In yet another horrifying suicide story, a freshman at St. Mary’s College, a private Catholic liberal arts school near Notre Dame, died earlier this semester in what appeared to be a suicide, nine days after reporting being raped by a Notre Dame football player. Two months later, the player remains on the field, and Notre Dame is refusing to publicly acknowledge the case.
Lizzy Seeburg, the young woman who was assaulted, died in her room of an apparent overdose on prescription medication during the third week of classes. She had battled depression in the past. Campus authorities did not mention the fact that she had reported sexual assault when police began to investigate her death, nor did they refer the case to the county’s special victims unit.
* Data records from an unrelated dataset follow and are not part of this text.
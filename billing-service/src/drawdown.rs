use chrono::Utc;
use insurance_service::ClaimNumberGenerator;
use rust_decimal::Decimal;
use tracing::{info, warn};
use uuid::Uuid;

use crate::error::{BillingError, BillingResult};
use crate::models::{DrawdownResult, Order, PayerContext, TransactionDirection, TransactionKind, TransactionRecord};
use crate::settlement::SettlementEngine;
use crate::store::{SettlementStore, SettlementTx};

/// Pending orders a deposit of `available` clears, oldest first
///
/// Orders are stably sorted by `(ordered_at, sequence)` and taken while the
/// remaining deposit covers each whole total. The first order that does not
/// fit ends the run. Orders with a non-positive total cannot be settled and
/// are left out.
pub fn drawdown_plan(mut pending: Vec<Order>, available: Decimal) -> Vec<Order> {
    pending.retain(|order| order.is_pending() && order.order.total_amount > Decimal::ZERO);
    pending.sort_by_key(Order::arrival_key);

    let mut remaining = available;
    pending
        .into_iter()
        .take_while(|order| {
            if remaining >= order.order.total_amount {
                remaining -= order.order.total_amount;
                true
            } else {
                false
            }
        })
        .collect()
}

impl<S, G> SettlementEngine<S, G>
where
    S: SettlementStore,
    G: ClaimNumberGenerator,
{
    /// Credit an admission deposit and settle pending admission orders from
    /// it in arrival order
    ///
    /// The credit and every settlement it triggers commit together.
    ///
    /// # Errors
    ///
    /// `InvalidDepositAmount` for a non-positive amount, `AdmissionNotFound`
    /// for an unknown admission.
    pub async fn apply_deposit(&self, admission_id: Uuid, amount: Decimal, actor: Uuid) -> BillingResult<DrawdownResult> {
        if amount <= Decimal::ZERO {
            return Err(BillingError::InvalidDepositAmount(amount));
        }

        let mut tx = self.store().begin().await?;

        let mut admission = tx
            .lock_admission(admission_id)
            .await?
            .ok_or(BillingError::AdmissionNotFound(admission_id))?;
        admission.deposit_balance += amount;
        tx.update_admission(&admission).await?;

        tx.insert_transaction(&TransactionRecord {
            id: Uuid::new_v4(),
            patient_id: admission.patient_id,
            admission_id: Some(admission_id),
            order: None,
            kind: TransactionKind::Deposit,
            direction: TransactionDirection::Credit,
            amount,
            drawn_amount: Decimal::ZERO,
            debt_amount: Decimal::ZERO,
            covered_amount: Decimal::ZERO,
            claim_id: None,
            actor,
            created_at: Utc::now(),
        })
        .await?;

        let pending = tx.pending_admission_orders(admission_id).await?;
        let skipped = pending
            .iter()
            .filter(|o| o.order.total_amount <= Decimal::ZERO)
            .count();
        if skipped > 0 {
            warn!(%admission_id, skipped, "Pending orders with non-positive totals left out of drawdown");
        }

        let plan = drawdown_plan(pending, admission.deposit_balance);
        let mut settlements = Vec::with_capacity(plan.len());
        for order in &plan {
            let result = self
                .settle_in(&mut tx, &order.order.target, PayerContext::Admission(admission_id), actor)
                .await?;
            settlements.push(result);
        }

        let deposit_balance = tx
            .lock_admission(admission_id)
            .await?
            .map_or(admission.deposit_balance, |a| a.deposit_balance);

        self.store().commit(tx).await?;

        let amount_used: Decimal = settlements.iter().map(|s| s.total_amount).sum();
        info!(
            %admission_id,
            deposit = %amount,
            orders_cleared = settlements.len(),
            amount_used = %amount_used,
            deposit_balance = %deposit_balance,
            "Deposit applied"
        );

        Ok(DrawdownResult {
            orders_cleared: settlements.len(),
            amount_used,
            deposit_balance,
            settlements,
        })
    }
}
“She was so excited and so enthusiastic about starting the year off right,” said one of Seeburg’s close friends. “She had a whole plan about what she was going to be.”
According to the Chicago Tribune, Seeburg suddenly became self-conscious on Notre Dame’s campus following the assault, fearing that “people would dislike her for accusing a Notre Dame athlete of a sex crime and that she would wear the incident ‘like a scarlet letter’ throughout her college career.” According to the death invesigation written by the county police department, she had gone to a counselor and expressed suicidal thoughts between the attack and her death.
Both Notre Dame and St. Mary’s are dodging the story, which does a serious disservice to the effort to end sexual assault on both campuses. Writing for Jezebel, Anna North points out, “Both are acting like the investigation and coverage of an assault are embarrassing to them, when the exact opposite should be true — institutions should be ashamed of themselves when they hide sexual violence, when they pretend it never happens, when they act like they are somehow above all that.”
The fact that her friends and counselor didn’t see the warning signs is alarming, too. As a college student, it reminds me of the desperate need for better mental health counseling, as well as a campus climate that does not stigmatize victims of sexual assault as well as people suffering from depression. It seems that Lizzy Seeburg was one of the terrible victims of a campus climate of silence, one that certainly doesn’t only exist at these two Indiana colleges.